Aim of the task. Please restate each entry exactly, without skipping any.

Dataset items.
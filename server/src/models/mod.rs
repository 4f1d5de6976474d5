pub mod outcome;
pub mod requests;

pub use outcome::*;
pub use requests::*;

Your response.
filename server/src/models/mod.rs
repository 4f1d5de6976474d5
pub mod outcome;
pub mod requests;

pub use outcome::*;
pub use requests::*;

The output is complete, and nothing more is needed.